Yu-kai Chou (Chinese: 周郁凱; born May 9, 1986) is a Taiwanese-American entrepreneur, author, speaker, business consultant, and experience designer. He is one of the earliest pioneers in the industry of gamification. He has been a regular keynote speaker lecturer on Gamification at organizations like TEDx Lausanne, Stanford University, Google, Tesla, Lego, Huawei, Uber, Boston Consulting Group, among others. Chou is the creator of the Octalysis Framework and the Founder/CEO of the consultancy The Octalysis Group and the mentorship education platform Octalysis Prime.

Early life and education
Chou was born in Taipei, Taiwan. Because of his father's work as a diplomat for the Taiwanese government, he grew up in Taiwan, South Africa, and the United States. He received his undergraduate degree in Bachelors of Arts in Economics/International Area Studies from the University of California, Los Angeles (commonly known as UCLA) in 2007.

Career
In 2003, Chou started his research on gamification and helped pioneer the gamification industry.

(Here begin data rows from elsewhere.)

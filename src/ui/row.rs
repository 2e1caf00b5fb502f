use crate::cache::ImageData;
use crate::models::ExploreCard;
use lazy_static::lazy_static;
use regex::Regex;

lazy_static! {
    static ref MARKUP_TAG: Regex = Regex::new(r"<[^>]+>").expect("markup tag pattern");
}

/// Remove HTML tags, keeping their text content
pub fn strip_markup(text: &str) -> String {
    MARKUP_TAG.replace_all(text, "").into_owned()
}

/// A content item as shown on a row
#[derive(Debug, Clone, PartialEq, Eq)]
pub struct RowButton {
    pub label: String,
    pub target: String,
}

/// What one row displays for a card
#[derive(Debug, Clone, PartialEq, Eq)]
pub struct CardRow {
    pub top_description: Option<String>,
    pub title: String,
    pub promo_message: Option<String>,
    /// Markup already stripped
    pub bottom_description: Option<String>,
    pub buttons: Vec<RowButton>,
}

impl CardRow {
    pub fn from_card(card: &ExploreCard) -> Self {
        Self {
            top_description: card.top_description.clone(),
            title: card.title.clone(),
            promo_message: card.promo_message.clone(),
            bottom_description: card.bottom_description.as_deref().map(strip_markup),
            buttons: card
                .content_items()
                .iter()
                .map(|item| RowButton {
                    label: item.title.clone(),
                    target: item.target.clone(),
                })
                .collect(),
        }
    }
}

/// Render a row as text, top to bottom in on-screen order
pub fn render_row(row: &CardRow, image: Option<&ImageData>) -> String {
    let mut lines = Vec::new();

    match image {
        Some(image) => lines.push(format!("[image {}x{}]", image.width(), image.height())),
        None => lines.push("[loading image]".to_string()),
    }
    if let Some(top) = &row.top_description {
        lines.push(top.clone());
    }
    lines.push(row.title.clone());
    if let Some(promo) = &row.promo_message {
        lines.push(promo.clone());
    }
    if let Some(bottom) = &row.bottom_description {
        lines.push(bottom.clone());
    }
    if !row.buttons.is_empty() {
        let buttons: Vec<String> = row
            .buttons
            .iter()
            .map(|b| format!("[{}]", b.label))
            .collect();
        lines.push(buttons.join(" "));
    }

    lines.join("\n")
}
use explore_cards::{ExploreConfig, ExploreScreen, NetworkService};
use std::io::{self, BufRead, Write};
use std::sync::Arc;

/// Headless: every card gets its own slot
const VISIBLE_ROWS: usize = usize::MAX;

fn main() {
    // Initialize logger. Set RUST_LOG environment variable to control log level.
    // Examples: RUST_LOG=info, RUST_LOG=warn, RUST_LOG=explore_cards=debug
    env_logger::Builder::from_env(env_logger::Env::default().default_filter_or("info")).init();
    log::info!("Starting Explore Cards");

    if let Err(e) = run() {
        log::error!("Application error: {e}");
        eprintln!("Error: {e}");
        std::process::exit(1);
    }
}

fn run() -> Result<(), Box<dyn std::error::Error>> {
    let runtime = tokio::runtime::Runtime::new()?;
    let service = Arc::new(NetworkService::new(&ExploreConfig::default())?);
    let mut screen = ExploreScreen::new(service, runtime.handle().clone(), VISIBLE_ROWS);

    loop {
        screen.load();
        let stats = runtime.block_on(screen.settle());
        log::info!(
            "Images: {} shown, {} unavailable, {} discarded",
            stats.applied,
            stats.unavailable,
            stats.stale
        );

        println!("{}", screen.render());

        if screen.alert().is_none() || !prompt_retry()? {
            break;
        }
    }

    Ok(())
}

fn prompt_retry() -> io::Result<bool> {
    print!("Retry? [y/N] ");
    io::stdout().flush()?;

    let mut answer = String::new();
    io::stdin().lock().read_line(&mut answer)?;
    Ok(matches!(answer.trim().to_lowercase().as_str(), "y" | "yes"))
}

In 2004, Chou started his first company, The FD Network, which connected professionals of various industries together to help each other through a gamified system.

In 2007, Chou co-founded Future Delivery, LLC., a company that focuses on gamified productivity and professional development. Its flagship project FDCareer, was rated on Mashable as one of the “Top 10 Social Networks for Generation-Y” in 2009.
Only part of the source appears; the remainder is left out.